### What the task asks
Restate the whole listing exactly.

### Dataset excerpts

//! Folder-level driver: enumerate images, measure each one, keep going on
//! per-image failures.
//!
//! Images are independent, so with the `parallel` feature they are measured
//! on the rayon pool. Output order always follows input order.

use crate::contour::ShapeFitter;
use crate::error::{FileError, InspectError};
use crate::image::io::load_rgb_image;
use crate::image::ImageRgb8;
use crate::inspector::Inspector;
use crate::segment::Segmenter;
use crate::types::Measurement;
use image::RgbImage;
#[cfg(feature = "parallel")]
use rayon::prelude::*;
use std::path::{Path, PathBuf};

/// Per-image result of a batch run.
#[derive(Clone, Debug, PartialEq)]
pub enum BatchOutcome {
    Measured(Measurement),
    NotFound,
    UnknownPartId(String),
    /// The file could not be read or decoded; carries the error text.
    LoadFailed(String),
}

#[derive(Clone, Debug, PartialEq)]
pub struct BatchRecord {
    pub path: PathBuf,
    /// File name without directories, as written to reports.
    pub image_name: String,
    pub outcome: BatchOutcome,
}

impl BatchRecord {
    pub fn measurement(&self) -> Option<&Measurement> {
        match &self.outcome {
            BatchOutcome::Measured(m) => Some(m),
            _ => None,
        }
    }
}

/// Files in `dir` whose extension matches `extension` (case-insensitive,
/// with or without the leading dot), sorted by path.
pub fn list_images(dir: &Path, extension: &str) -> Result<Vec<PathBuf>, FileError> {
    let wanted = extension.trim_start_matches('.').to_ascii_lowercase();
    let entries = std::fs::read_dir(dir).map_err(|e| FileError::io(dir, e))?;
    let mut paths = Vec::new();
    for entry in entries {
        let path = entry.map_err(|e| FileError::io(dir, e))?.path();
        let matches = path
            .extension()
            .and_then(|e| e.to_str())
            .is_some_and(|e| e.to_ascii_lowercase() == wanted);
        if matches && path.is_file() {
            paths.push(path);
        }
    }
    paths.sort();
    Ok(paths)
}

/// Measure every image in `paths` as `part_id`.
///
/// An unknown part id is detected once, before any file is opened.
pub fn measure_paths<S, F>(
    inspector: &Inspector<S, F>,
    paths: &[PathBuf],
    part_id: &str,
) -> Vec<BatchRecord>
where
    S: Segmenter + Sync,
    F: ShapeFitter + Sync,
{
    measure_paths_with(inspector, paths, part_id, |_, _| {})
}

/// [`measure_paths`], calling `on_measured` with the decoded image of every
/// record that produced a measurement. The hook runs on the worker that
/// measured the image, so nothing is decoded twice.
pub fn measure_paths_with<S, F, H>(
    inspector: &Inspector<S, F>,
    paths: &[PathBuf],
    part_id: &str,
    on_measured: H,
) -> Vec<BatchRecord>
where
    S: Segmenter + Sync,
    F: ShapeFitter + Sync,
    H: Fn(&BatchRecord, &RgbImage) + Sync,
{
    if inspector.calibration().get(part_id).is_none() {
        log::warn!("unknown part id {part_id:?}; skipping {} images", paths.len());
        return paths
            .iter()
            .map(|p| record(p, BatchOutcome::UnknownPartId(part_id.to_string())))
            .collect();
    }

    #[cfg(feature = "parallel")]
    {
        paths
            .par_iter()
            .map(|p| measure_one(inspector, p, part_id, &on_measured))
            .collect()
    }
    #[cfg(not(feature = "parallel"))]
    {
        paths
            .iter()
            .map(|p| measure_one(inspector, p, part_id, &on_measured))
            .collect()
    }
}

fn measure_one<S: Segmenter, F: ShapeFitter, H: Fn(&BatchRecord, &RgbImage)>(
    inspector: &Inspector<S, F>,
    path: &Path,
    part_id: &str,
    on_measured: &H,
) -> BatchRecord {
    let img = match load_rgb_image(path) {
        Ok(img) => img,
        Err(err) => {
            log::warn!("{err}");
            return record(path, BatchOutcome::LoadFailed(err.to_string()));
        }
    };
    let outcome = match inspector.measure(&ImageRgb8::from(&img), part_id) {
        Ok(m) => BatchOutcome::Measured(m),
        Err(InspectError::NotFound) => {
            log::warn!("{}: no screw detected", path.display());
            BatchOutcome::NotFound
        }
        Err(InspectError::UnknownPartId(id)) => BatchOutcome::UnknownPartId(id),
    };
    let rec = record(path, outcome);
    if rec.measurement().is_some() {
        on_measured(&rec, &img);
    }
    rec
}

fn record(path: &Path, outcome: BatchOutcome) -> BatchRecord {
    BatchRecord {
        path: path.to_path_buf(),
        image_name: image_name(path),
        outcome,
    }
}

pub(crate) fn image_name(path: &Path) -> String {
    path.file_name()
        .map(|n| n.to_string_lossy().into_owned())
        .unwrap_or_else(|| path.display().to_string())
}

#[cfg(test)]
mod tests {
    use super::*;
    use crate::calibration::{CalibrationTable, InspectionConstants};
    use std::fs;
    use std::sync::atomic::{AtomicUsize, Ordering};

    #[test]
    fn list_images_filters_and_sorts() {
        let tmp = tempfile::tempdir().unwrap();
        let dir = tmp.path();
        for name in ["b.jpg", "a.JPG", "c.png", "notes.txt"] {
            fs::write(dir.join(name), b"x").unwrap();
        }
        fs::create_dir_all(dir.join("sub.jpg")).unwrap();

        let found = list_images(dir, ".jpg").unwrap();
        let names: Vec<_> = found.iter().map(|p| image_name(p)).collect();
        assert_eq!(names, vec!["a.JPG", "b.jpg"]);
        assert_eq!(list_images(dir, "png").unwrap().len(), 1);
    }

    #[test]
    fn missing_directory_is_an_io_error() {
        let err = list_images(Path::new("/definitely/not/here"), "jpg").unwrap_err();
        assert!(matches!(err, FileError::Io { .. }));
    }

    #[test]
    fn batch_continues_past_bad_files() {
        let dir = tempfile::tempdir().unwrap();
        let broken = dir.path().join("broken.png");
        fs::write(&broken, b"not an image").unwrap();
        let black = dir.path().join("black.png");
        image::RgbImage::new(64, 48).save(&black).unwrap();

        let inspector = Inspector::new(CalibrationTable::reference(), InspectionConstants::default());
        let records = measure_paths(&inspector, &[broken.clone(), black.clone()], "M6x25");
        assert_eq!(records.len(), 2);
        assert!(matches!(records[0].outcome, BatchOutcome::LoadFailed(_)));
        assert_eq!(records[1].outcome, BatchOutcome::NotFound);
        assert_eq!(records[1].image_name, "black.png");
        assert!(records[1].measurement().is_none());

        let unknown = measure_paths(&inspector, &[broken, black], "M99");
        assert!(unknown
            .iter()
            .all(|r| r.outcome == BatchOutcome::UnknownPartId("M99".to_string())));
    }

    #[test]
    fn hook_sees_decoded_image_of_measured_records_only() {
        let dir = tempfile::tempdir().unwrap();
        let bar = dir.path().join("bar.png");
        image::RgbImage::from_fn(320, 240, |x, y| {
            if (60..260).contains(&x) && (100..150).contains(&y) {
                image::Rgb([230, 230, 230])
            } else {
                image::Rgb([20, 20, 20])
            }
        })
        .save(&bar)
        .unwrap();
        let black = dir.path().join("black.png");
        image::RgbImage::new(64, 48).save(&black).unwrap();

        let inspector = Inspector::new(CalibrationTable::reference(), InspectionConstants::default());
        let seen = AtomicUsize::new(0);
        let records = measure_paths_with(&inspector, &[bar, black], "M6x25", |rec, img| {
            assert_eq!(rec.image_name, "bar.png");
            assert_eq!(img.dimensions(), (320, 240));
            seen.fetch_add(1, Ordering::SeqCst);
        });

        assert!(records[0].measurement().is_some());
        assert_eq!(records[1].outcome, BatchOutcome::NotFound);
        assert_eq!(seen.load(Ordering::SeqCst), 1);
    }
}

### Task result
//! Folder-level driver: enumerate images, measure each one, keep going on
//! per-image failures.
//!
//! Images are independent, so with the `parallel` feature they are measured
//! on the rayon pool. Output order always follows input order.

use crate::contour::ShapeFitter;
use crate::error::{FileError, InspectError};
use crate::image::io::load_rgb_image;
use crate::image::ImageRgb8;
use crate::inspector::Inspector;
use crate::segment::Segmenter;
use crate::types::Measurement;
use image::RgbImage;
#[cfg(feature = "parallel")]
use rayon::prelude::*;
use std::path::{Path, PathBuf};

/// Per-image result of a batch run.
#[derive(Clone, Debug, PartialEq)]
pub enum BatchOutcome {
    Measured(Measurement),
    NotFound,
    UnknownPartId(String),
    /// The file could not be read or decoded; carries the error text.
    LoadFailed(String),
}

#[derive(Clone, Debug, PartialEq)]
pub struct BatchRecord {
    pub path: PathBuf,
    /// File name without directories, as written to reports.
    pub image_name: String,
    pub outcome: BatchOutcome,
}

impl BatchRecord {
    pub fn measurement(&self) -> Option<&Measurement> {
        match &self.outcome {
            BatchOutcome::Measured(m) => Some(m),
            _ => None,
        }
    }
}

/// Files in `dir` whose extension matches `extension` (case-insensitive,
/// with or without the leading dot), sorted by path.
pub fn list_images(dir: &Path, extension: &str) -> Result<Vec<PathBuf>, FileError> {
    let wanted = extension.trim_start_matches('.').to_ascii_lowercase();
    let entries = std::fs::read_dir(dir).map_err(|e| FileError::io(dir, e))?;
    let mut paths = Vec::new();
    for entry in entries {
        let path = entry.map_err(|e| FileError::io(dir, e))?.path();
        let matches = path
            .extension()
            .and_then(|e| e.to_str())
            .is_some_and(|e| e.to_ascii_lowercase() == wanted);
        if matches && path.is_file() {
            paths.push(path);
        }
    }
    paths.sort();
    Ok(paths)
}

/// Measure every image in `paths` as `part_id`.
///
/// An unknown part id is detected once, before any file is opened.
pub fn measure_paths<S, F>(
    inspector: &Inspector<S, F>,
    paths: &[PathBuf],
    part_id: &str,
) -> Vec<BatchRecord>
where
    S: Segmenter + Sync,
    F: ShapeFitter + Sync,
{
    measure_paths_with(inspector, paths, part_id, |_, _| {})
}

/// [`measure_paths`], calling `on_measured` with the decoded image of every
/// record that produced a measurement. The hook runs on the worker that
/// measured the image, so nothing is decoded twice.
pub fn measure_paths_with<S, F, H>(
    inspector: &Inspector<S, F>,
    paths: &[PathBuf],
    part_id: &str,
    on_measured: H,
) -> Vec<BatchRecord>
where
    S: Segmenter + Sync,
    F: ShapeFitter + Sync,
    H: Fn(&BatchRecord, &RgbImage) + Sync,
{
    if inspector.calibration().get(part_id).is_none() {
        log::warn!("unknown part id {part_id:?}; skipping {} images", paths.len());
        return paths
            .iter()
            .map(|p| record(p, BatchOutcome::UnknownPartId(part_id.to_string())))
            .collect();
    }

    #[cfg(feature = "parallel")]
    {
        paths
            .par_iter()
            .map(|p| measure_one(inspector, p, part_id, &on_measured))
            .collect()
    }
    #[cfg(not(feature = "parallel"))]
    {
        paths
            .iter()
            .map(|p| measure_one(inspector, p, part_id, &on_measured))
            .collect()
    }
}

fn measure_one<S: Segmenter, F: ShapeFitter, H: Fn(&BatchRecord, &RgbImage)>(
    inspector: &Inspector<S, F>,
    path: &Path,
    part_id: &str,
    on_measured: &H,
) -> BatchRecord {
    let img = match load_rgb_image(path) {
        Ok(img) => img,
        Err(err) => {
            log::warn!("{err}");
            return record(path, BatchOutcome::LoadFailed(err.to_string()));
        }
    };
    let outcome = match inspector.measure(&ImageRgb8::from(&img), part_id) {
        Ok(m) => BatchOutcome::Measured(m),
        Err(InspectError::NotFound) => {
            log::warn!("{}: no screw detected", path.display());
            BatchOutcome::NotFound
        }
        Err(InspectError::UnknownPartId(id)) => BatchOutcome::UnknownPartId(id),
    };
    let rec = record(path, outcome);
    if rec.measurement().is_some() {
        on_measured(&rec, &img);
    }
    rec
}

fn record(path: &Path, outcome: BatchOutcome) -> BatchRecord {
    BatchRecord {
        path: path.to_path_buf(),
        image_name: image_name(path),
        outcome,
    }
}

pub(crate) fn image_name(path: &Path) -> String {
    path.file_name()
        .map(|n| n.to_string_lossy().into_owned())
        .unwrap_or_else(|| path.display().to_string())
}

#[cfg(test)]
mod tests {
    use super::*;
    use crate::calibration::{CalibrationTable, InspectionConstants};
    use std::fs;
    use std::sync::atomic::{AtomicUsize, Ordering};

    #[test]
    fn list_images_filters_and_sorts() {
        let tmp = tempfile::tempdir().unwrap();
        let dir = tmp.path();
        for name in ["b.jpg", "a.JPG", "c.png", "notes.txt"] {
            fs::write(dir.join(name), b"x").unwrap();
        }
        fs::create_dir_all(dir.join("sub.jpg")).unwrap();

        let found = list_images(dir, ".jpg").unwrap();
        let names: Vec<_> = found.iter().map(|p| image_name(p)).collect();
        assert_eq!(names, vec!["a.JPG", "b.jpg"]);
        assert_eq!(list_images(dir, "png").unwrap().len(), 1);
    }

    #[test]
    fn missing_directory_is_an_io_error() {
        let err = list_images(Path::new("/definitely/not/here"), "jpg").unwrap_err();
        assert!(matches!(err, FileError::Io { .. }));
    }

    #[test]
    fn batch_continues_past_bad_files() {
        let dir = tempfile::tempdir().unwrap();
        let broken = dir.path().join("broken.png");
        fs::write(&broken, b"not an image").unwrap();
        let black = dir.path().join("black.png");
        image::RgbImage::new(64, 48).save(&black).unwrap();

        let inspector = Inspector::new(CalibrationTable::reference(), InspectionConstants::default());
        let records = measure_paths(&inspector, &[broken.clone(), black.clone()], "M6x25");
        assert_eq!(records.len(), 2);
        assert!(matches!(records[0].outcome, BatchOutcome::LoadFailed(_)));
        assert_eq!(records[1].outcome, BatchOutcome::NotFound);
        assert_eq!(records[1].image_name, "black.png");
        assert!(records[1].measurement().is_none());

        let unknown = measure_paths(&inspector, &[broken, black], "M99");
        assert!(unknown
            .iter()
            .all(|r| r.outcome == BatchOutcome::UnknownPartId("M99".to_string())));
    }

    #[test]
    fn hook_sees_decoded_image_of_measured_records_only() {
        let dir = tempfile::tempdir().unwrap();
        let bar = dir.path().join("bar.png");
        image::RgbImage::from_fn(320, 240, |x, y| {
            if (60..260).contains(&x) && (100..150).contains(&y) {
                image::Rgb([230, 230, 230])
            } else {
                image::Rgb([20, 20, 20])
            }
        })
        .save(&bar)
        .unwrap();
        let black = dir.path().join("black.png");
        image::RgbImage::new(64, 48).save(&black).unwrap();

        let inspector = Inspector::new(CalibrationTable::reference(), InspectionConstants::default());
        let seen = AtomicUsize::new(0);
        let records = measure_paths_with(&inspector, &[bar, black], "M6x25", |rec, img| {
            assert_eq!(rec.image_name, "bar.png");
            assert_eq!(img.dimensions(), (320, 240));
            seen.fetch_add(1, Ordering::SeqCst);
        });

        assert!(records[0].measurement().is_some());
        assert_eq!(records[1].outcome, BatchOutcome::NotFound);
        assert_eq!(seen.load(Ordering::SeqCst), 1);
    }
}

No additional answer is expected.